I've coded a custom condition for a project and was wondering if it could be useful for everybody. Basically, it adds a new condition in the "Data" group that allows to compare a string and a list of string, aka a list<text> which is an array of strings. If there's a match between them it returns true. Here's the code I wrote. It could be perfected, the comparison loop could be a do-while for better performance, there's no need to declare a $pattern variable for a single use, and the final test could leave the == 0 since in PHP 0 == FALSE. But it works very well :)

For history, I used it to automatically flag comments that contain some offensive words on comment submission/edition. That's why I used a regexp with \b to be sure to match whole words only.

/**
 * Implements hook_rules_condition_info().
 *
 * Declare a new Rules condition : "Text contains any word in a list"
 * This condition is gonna be used as a way to match comment content and the list of suspect words
 *
 * @return array the condition description
 */
function mymodule_rules_condition_info() {
  return array(
    'mymodule_text_contains' => array(
      'label' => t('Text contains any word in a list'),
      'group' => t('Data'),
      'parameter' => array(
        'text' => array(
          'label' => t('Text to search into'),
          'type' => 'text'
        ),
        'list' => array(
          'label' => t('List of words to match'),
          'type' => 'list<text>',
          'description' => t('The comparison will be case insensitive'),
        ),
      ),
    ),
  );
}

/**
 * Rules condition callback. Matches a text against a list of words.
 *
 * @param $text string Text to search into
 * @param $list array List of words to match
 * @return boolean TRUE if there's a match, FALSE otherwise
 */
function mymodule_text_contains($text, $list) {
  $match = 0;
  foreach ($list as $word) {
    // This pattern takes care of word boundaries, and is case insensitive
    $pattern = "/\b$word\b/i";
    $match += preg_match($pattern, $text);
  }
  return $match == 0 ? FALSE : TRUE;
}

Comments

xandeadx’s picture

Component: Rules Core » Rules Engine

+1

DjebbZ’s picture

I hope it can be useful to you !

webchick’s picture

This looks pretty handy. I am struggling hard with trying to envision a simple use case for Rules out of the box to explain it to people, and if this condition were there, a "spam filter" would be an obvious one.

fago’s picture

Status: Active » Needs work

Yep, sounds handy. Let's polish and include it.
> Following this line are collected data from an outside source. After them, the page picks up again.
use crate::config::AppConfig;
use crate::errors::ServiceError;
use sea_orm::{ConnectOptions, Database, DatabaseConnection, DbErr, Schema};
use std::time::Duration;
use tracing::{debug, info};

/// Type alias for a database connection pool
pub type DbPool = DatabaseConnection;

/// Configuration for database connection
#[derive(Debug, Clone)]
pub struct DbConfig {
    /// Database connection URL
    pub url: String,
    /// Maximum number of connections
    pub max_connections: u32,
    /// Minimum number of connections
    pub min_connections: u32,
    /// Connection timeout duration
    pub connect_timeout: Duration,
    /// Idle timeout duration
    pub idle_timeout: Duration,
    /// Acquire connection timeout
    pub acquire_timeout: Duration,
}

impl Default for DbConfig {
    fn default() -> Self {
        Self {
            url: String::new(),
            max_connections: 10,
            min_connections: 1,
            connect_timeout: Duration::from_secs(30),
            idle_timeout: Duration::from_secs(600),
            acquire_timeout: Duration::from_secs(8),
        }
    }
}

impl From<&AppConfig> for DbConfig {
    fn from(cfg: &AppConfig) -> Self {
        Self {
            url: cfg.database_url.clone(),
            max_connections: cfg.db_max_connections,
            min_connections: cfg.db_min_connections,
            connect_timeout: Duration::from_secs(cfg.db_connect_timeout_secs),
            idle_timeout: Duration::from_secs(cfg.db_idle_timeout_secs),
            acquire_timeout: Duration::from_secs(cfg.db_acquire_timeout_secs),
        }
    }
}

/// Establishes a connection pool to the database
pub async fn establish_connection(database_url: &str) -> Result<DbPool, ServiceError> {
    let config = DbConfig {
        url: database_url.to_string(),
        ..Default::default()
    };

    establish_connection_with_config(&config).await
}

/// Establishes a connection pool to the database with custom configuration
pub async fn establish_connection_with_config(config: &DbConfig) -> Result<DbPool, ServiceError> {
    debug!("Configuring database connection with: {:?}", config);

    let mut opt = ConnectOptions::new(config.url.clone());
    opt.max_connections(config.max_connections)
        .min_connections(config.min_connections)
        .connect_timeout(config.connect_timeout)
        .acquire_timeout(config.acquire_timeout)
        .idle_timeout(config.idle_timeout)
        .sqlx_logging(false);

    info!(
        "Connecting to database with max_connections={}",
        config.max_connections
    );

    let pool = Database::connect(opt).await?;

    info!("Database connection pool established successfully");
    Ok(pool)
}

/// Establishes a connection using the pool settings from the app configuration.
pub async fn establish_connection_from_app_config(
    cfg: &AppConfig,
) -> Result<DbPool, ServiceError> {
    establish_connection_with_config(&DbConfig::from(cfg)).await
}

/// Creates any missing tables from the entity definitions.
///
/// Used in development and tests (`auto_migrate = true`); production schemas
/// are managed externally.
pub async fn create_schema(db: &DbPool) -> Result<(), DbErr> {
    use crate::entities::{
        attribute, cart, cart_item, category, discount, order, order_item, payment_detail,
        product, shipping_address, user, variant, variant_attribute, variant_image,
    };
    use sea_orm::ConnectionTrait;

    let backend = db.get_database_backend();
    let schema = Schema::new(backend);

    macro_rules! create_table {
        ($entity:expr) => {
            let mut stmt = schema.create_table_from_entity($entity);
            stmt.if_not_exists();
            db.execute(backend.build(&stmt)).await?;
        };
    }

    create_table!(user::Entity);
    create_table!(category::Entity);
    create_table!(discount::Entity);
    create_table!(product::Entity);
    create_table!(variant::Entity);
    create_table!(attribute::Entity);
    create_table!(variant_attribute::Entity);
    create_table!(variant_image::Entity);
    create_table!(cart::Entity);
    create_table!(cart_item::Entity);
    create_table!(order::Entity);
    create_table!(order_item::Entity);
    create_table!(payment_detail::Entity);
    create_table!(shipping_address::Entity);

    info!("Database schema is up to date");
    Ok(())
}
mod common;

use chrono::Duration;
use common::TestApp;
use sea_orm::{ActiveModelTrait, EntityTrait, Set};
use storefront_api::entities::{order, payment_detail, variant, PaymentMethod};
use storefront_api::errors::ServiceError;
use storefront_api::services::cart::CartRepository;
use storefront_api::services::orders::{PlaceOrderInput, ShippingAddressInput};
use uuid::Uuid;

fn domestic_address() -> ShippingAddressInput {
    ShippingAddressInput {
        country: "US".to_string(),
        state: "CA".to_string(),
        city: "San Francisco".to_string(),
        postal_code: "94103".to_string(),
        street_address: "1 Test Way".to_string(),
        complement: String::new(),
    }
}

fn stripe_order(address: ShippingAddressInput) -> PlaceOrderInput {
    PlaceOrderInput {
        shipping_address: address,
        payment_method: PaymentMethod::Stripe,
    }
}

#[tokio::test]
async fn place_order_snapshots_totals_and_clears_cart() {
    let app = TestApp::new().await;
    let user_id = app.seed_user("shopper@example.com").await;
    // 15% off 999 -> 849, stock 5, qty 3
    let (_, variant_id) = app
        .seed_variant(999, 5, true, Some((15, Duration::hours(1))))
        .await;
    app.add_to_cart(user_id, variant_id, 3).await;

    let placed = app
        .state
        .services
        .orders
        .place_order(user_id, stripe_order(domestic_address()))
        .await
        .unwrap();

    assert_eq!(placed.items_subtotal, 3 * 849);
    // Subtotal below the free-shipping threshold, domestic flat rate
    assert_eq!(placed.shipping_cost, 1_500);
    assert_eq!(placed.total_price, 3 * 849 + 1_500);
    assert!(placed.paid_at.is_none());

    // Payment detail starts UNINITIALIZED
    let detail = payment_detail::Entity::find_by_id(placed.id)
        .one(&*app.state.db)
        .await
        .unwrap()
        .unwrap();
    assert_eq!(detail.payment_method, PaymentMethod::Stripe);
    assert!(detail.payment_method_id.is_none());
    assert!(detail.payment_method_status.is_none());

    // Cart is gone
    let repo = app.state.services.cart.for_user(user_id);
    assert!(repo.items().await.unwrap().is_empty());
}

#[tokio::test]
async fn over_stock_cart_is_rejected_and_left_unmodified() {
    let app = TestApp::new().await;
    let user_id = app.seed_user("shopper@example.com").await;
    let (_, variant_id) = app.seed_variant(1000, 2, true, None).await;
    app.add_to_cart(user_id, variant_id, 2).await;

    // Stock drops below the carted quantity after the fact
    let v = variant::Entity::find_by_id(variant_id)
        .one(&*app.state.db)
        .await
        .unwrap()
        .unwrap();
    let mut v: variant::ActiveModel = v.into();
    v.quantity_in_stock = Set(1);
    v.update(&*app.state.db).await.unwrap();

    let err = app
        .state
        .services
        .orders
        .place_order(user_id, stripe_order(domestic_address()))
        .await
        .unwrap_err();
    assert!(matches!(err, ServiceError::BadRequest(_)));

    // No order row, cart untouched
    let orders = order::Entity::find().all(&*app.state.db).await.unwrap();
    assert!(orders.is_empty());
    let repo = app.state.services.cart.for_user(user_id);
    let items = repo.items().await.unwrap();
    assert_eq!(items.len(), 1);
    assert_eq!(items[0].quantity, 2);
}

#[tokio::test]
async fn empty_cart_is_rejected() {
    let app = TestApp::new().await;
    let user_id = app.seed_user("shopper@example.com").await;

    let err = app
        .state
        .services
        .orders
        .place_order(user_id, stripe_order(domestic_address()))
        .await
        .unwrap_err();
    assert!(matches!(err, ServiceError::BadRequest(_)));
}

#[tokio::test]
async fn order_totals_survive_later_price_changes() {
    let app = TestApp::new().await;
    let user_id = app.seed_user("shopper@example.com").await;
    let (_, variant_id) = app.seed_variant(1000, 10, true, None).await;
    app.add_to_cart(user_id, variant_id, 2).await;

    let placed = app
        .state
        .services
        .orders
        .place_order(user_id, stripe_order(domestic_address()))
        .await
        .unwrap();
    let original_subtotal = placed.items_subtotal;
    let original_total = placed.total_price;

    // Double the price after placement
    let v = variant::Entity::find_by_id(variant_id)
        .one(&*app.state.db)
        .await
        .unwrap()
        .unwrap();
    let mut v: variant::ActiveModel = v.into();
    v.price = Set(2000);
    v.update(&*app.state.db).await.unwrap();

    let detail = app
        .state
        .services
        .orders
        .get_order(user_id, placed.id)
        .await
        .unwrap();
    assert_eq!(detail.order.items_subtotal, original_subtotal);
    assert_eq!(detail.order.total_price, original_total);
}

#[tokio::test]
async fn free_shipping_over_threshold_and_international_surcharge() {
    let app = TestApp::new().await;
    let user_id = app.seed_user("shopper@example.com").await;
    // 6 x 2000 = 12000, over the 10000 free-shipping threshold
    let (_, variant_id) = app.seed_variant(2000, 10, true, None).await;
    app.add_to_cart(user_id, variant_id, 6).await;

    let placed = app
        .state
        .services
        .orders
        .place_order(user_id, stripe_order(domestic_address()))
        .await
        .unwrap();
    assert_eq!(placed.shipping_cost, 0);

    // Second order, international, below the threshold
    app.add_to_cart(user_id, variant_id, 2).await;
    let mut address = domestic_address();
    address.country = "FR".to_string();
    let placed = app
        .state
        .services
        .orders
        .place_order(user_id, stripe_order(address))
        .await
        .unwrap();
    assert_eq!(placed.shipping_cost, 1_500 + 1_000);
}

#[tokio::test]
async fn foreign_order_is_not_found() {
    let app = TestApp::new().await;
    let owner = app.seed_user("owner@example.com").await;
    let intruder = app.seed_user("intruder@example.com").await;
    let (_, variant_id) = app.seed_variant(1000, 10, true, None).await;
    app.add_to_cart(owner, variant_id, 1).await;

    let placed = app
        .state
        .services
        .orders
        .place_order(owner, stripe_order(domestic_address()))
        .await
        .unwrap();

    let err = app
        .state
        .services
        .orders
        .get_order(intruder, placed.id)
        .await
        .unwrap_err();
    assert!(matches!(err, ServiceError::NotFound(_)));
}

#[tokio::test]
async fn address_update_recomputes_shipping_until_payment_session_exists() {
    let app = TestApp::new().await;
    let user_id = app.seed_user("shopper@example.com").await;
    let (_, variant_id) = app.seed_variant(1000, 10, true, None).await;
    app.add_to_cart(user_id, variant_id, 2).await;

    let placed = app
        .state
        .services
        .orders
        .place_order(user_id, stripe_order(domestic_address()))
        .await
        .unwrap();
    assert_eq!(placed.shipping_cost, 1_500);

    // Editable while UNINITIALIZED: switching to an international address
    // adds the surcharge
    let mut address = domestic_address();
    address.country = "BR".to_string();
    let updated = app
        .state
        .services
        .orders
        .update_shipping_address(user_id, placed.id, address.clone())
        .await
        .unwrap();
    assert_eq!(updated.shipping_cost, 2_500);
    assert_eq!(updated.total_price, updated.items_subtotal + 2_500);

    // Assign an external payment session; the order stops being editable
    let detail = payment_detail::ActiveModel {
        order_id: Set(placed.id),
        payment_method: Set(PaymentMethod::Stripe),
        payment_method_id: Set(Some("cs_live_123".to_string())),
        payment_method_status: Set(Some("open".to_string())),
    };
    payment_detail::Entity::update(detail)
        .exec(&*app.state.db)
        .await
        .unwrap();

    let err = app
        .state
        .services
        .orders
        .update_shipping_address(user_id, placed.id, address)
        .await
        .unwrap_err();
    assert!(matches!(err, ServiceError::NotFound(_)));
    let err = app
        .state
        .services
        .orders
        .update_payment_method(user_id, placed.id, PaymentMethod::Paypal)
        .await
        .unwrap_err();
    assert!(matches!(err, ServiceError::NotFound(_)));
}

#[tokio::test]
async fn list_orders_is_newest_first() {
    let app = TestApp::new().await;
    let user_id = app.seed_user("shopper@example.com").await;
    let (_, variant_id) = app.seed_variant(1000, 10, true, None).await;

    let mut ids: Vec<Uuid> = Vec::new();
    for _ in 0..2 {
        app.add_to_cart(user_id, variant_id, 1).await;
        let placed = app
            .state
            .services
            .orders
            .place_order(user_id, stripe_order(domestic_address()))
            .await
            .unwrap();
        ids.push(placed.id);
        // created_at granularity
        tokio::time::sleep(std::time::Duration::from_millis(5)).await;
    }

    let listed = app
        .state
        .services
        .orders
        .list_orders(user_id)
        .await
        .unwrap();
    assert_eq!(listed.len(), 2);
    assert_eq!(listed[0].id, ids[1]);
    assert_eq!(listed[1].id, ids[0]);
}
/*!
 * # Storefront API
 *
 * E-commerce storefront backend: catalog browsing, guest and user carts,
 * order placement, and a two-provider payment workflow.
 */

pub mod auth;
pub mod config;
pub mod db;
pub mod entities;
pub mod errors;
pub mod events;
pub mod handlers;
pub mod services;

use std::sync::Arc;

use axum::Router;
use sea_orm::DatabaseConnection;
use tower_http::{cors::CorsLayer, trace::TraceLayer};

use crate::auth::AuthService;
use crate::config::AppConfig;
use crate::events::EventSender;
use crate::services::cart::{CartCookieCodec, CartService};
use crate::services::cart::merge::CartMergeService;
use crate::services::catalog::CatalogService;
use crate::services::orders::OrderService;
use crate::services::payments::paypal::{PaypalGateway, PaypalService};
use crate::services::payments::stripe::{StripeGateway, StripeService};
use crate::services::users::UserService;

/// All business services, wired once at startup.
#[derive(Clone)]
pub struct AppServices {
    pub catalog: CatalogService,
    pub cart: CartService,
    pub cart_merge: CartMergeService,
    pub orders: OrderService,
    pub users: UserService,
    pub stripe: StripeService,
    pub paypal: PaypalService,
    pub cookie_codec: CartCookieCodec,
}

/// Shared application state handed to every handler.
pub struct AppState {
    pub db: Arc<DatabaseConnection>,
    pub config: Arc<AppConfig>,
    pub auth: Arc<AuthService>,
    pub event_sender: Arc<EventSender>,
    pub services: AppServices,
}

impl AppState {
    pub fn new(
        db: Arc<DatabaseConnection>,
        config: Arc<AppConfig>,
        event_sender: Arc<EventSender>,
        stripe_gateway: Arc<dyn StripeGateway>,
        paypal_gateway: Arc<dyn PaypalGateway>,
    ) -> Self {
        let auth = Arc::new(AuthService::new(
            config.jwt_secret.clone(),
            config.jwt_expiration as i64,
        ));
        let services = AppServices {
            catalog: CatalogService::new(db.clone()),
            cart: CartService::new(db.clone(), event_sender.clone()),
            cart_merge: CartMergeService::new(db.clone(), event_sender.clone()),
            orders: OrderService::new(db.clone(), event_sender.clone(), config.clone()),
            users: UserService::new(db.clone(), auth.clone()),
            stripe: StripeService::new(
                db.clone(),
                event_sender.clone(),
                config.clone(),
                stripe_gateway,
            ),
            paypal: PaypalService::new(db.clone(), event_sender.clone(), paypal_gateway),
            cookie_codec: CartCookieCodec::new(config.cookie_secret.as_bytes()),
        };
        Self {
            db,
            config,
            auth,
            event_sender,
            services,
        }
    }
}

/// Builds the application router with tracing and CORS layers applied.
pub fn app(state: Arc<AppState>) -> Router {
    let cors = match state
        .config
        .cors_allowed_origins
        .as_deref()
        .filter(|s| !s.trim().is_empty())
    {
        Some(origins) => {
            let origins: Vec<axum::http::HeaderValue> = origins
                .split(',')
                .filter_map(|o| o.trim().parse().ok())
                .collect();
            CorsLayer::new()
                .allow_origin(origins)
                .allow_methods(tower_http::cors::Any)
                .allow_headers(tower_http::cors::Any)
        }
        None => CorsLayer::permissive(),
    };

    handlers::api_routes()
        .layer(TraceLayer::new_for_http())
        .layer(cors)
        .with_state(state)
}
use sea_orm::entity::prelude::*;
use serde::{Deserialize, Serialize};
use uuid::Uuid;

/// Typed variant attribute (e.g. Size "M", Color "Navy"), many-to-many with variants.
#[derive(Clone, Debug, PartialEq, Eq, DeriveEntityModel, Serialize, Deserialize)]
#[sea_orm(table_name = "attributes")]
pub struct Model {
    #[sea_orm(primary_key, auto_increment = false)]
    pub id: Uuid,
    pub kind: AttributeKind,
    pub name: String,
    pub value: String,
}

#[derive(Debug, Clone, Copy, PartialEq, Eq, Serialize, Deserialize, EnumIter, DeriveActiveEnum)]
#[sea_orm(rs_type = "String", db_type = "String(StringLen::N(16))")]
pub enum AttributeKind {
    #[sea_orm(string_value = "Size")]
    Size,
    #[sea_orm(string_value = "Color")]
    Color,
}

#[derive(Copy, Clone, Debug, EnumIter, DeriveRelation)]
pub enum Relation {
    #[sea_orm(has_many = "super::variant_attribute::Entity")]
    VariantAttributes,
}

impl Related<super::variant::Entity> for Entity {
    fn to() -> RelationDef {
        super::variant_attribute::Relation::Variant.def()
    }

    fn via() -> Option<RelationDef> {
        Some(super::variant_attribute::Relation::Attribute.def().rev())
    }
}

impl ActiveModelBehavior for ActiveModel {}
// Catalog reads
pub mod catalog;

// Pricing rules (discounts, subtotals, shipping)
pub mod pricing;

// Cart repositories, cookie codec and login/logout merge
pub mod cart;

// Order placement and post-placement reads/edits
pub mod orders;

// Payment session workflow (both providers)
pub mod payments;

// Shopper accounts
pub mod users;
$pattern = "/\b$word\b/i";

This would treat $word as regex. Maybe we should just use stripos() instead?

DjebbZ’s picture

The problem with stripos is that it detects words inside longer words. It specifically wasn't my use case at all. The wording of this condition is "text contains any word in a list". stripos() would make it more more like "text contains this sequence of characters from a list". I think both are completely ok, and even if close in meaning and code, can have their own existence.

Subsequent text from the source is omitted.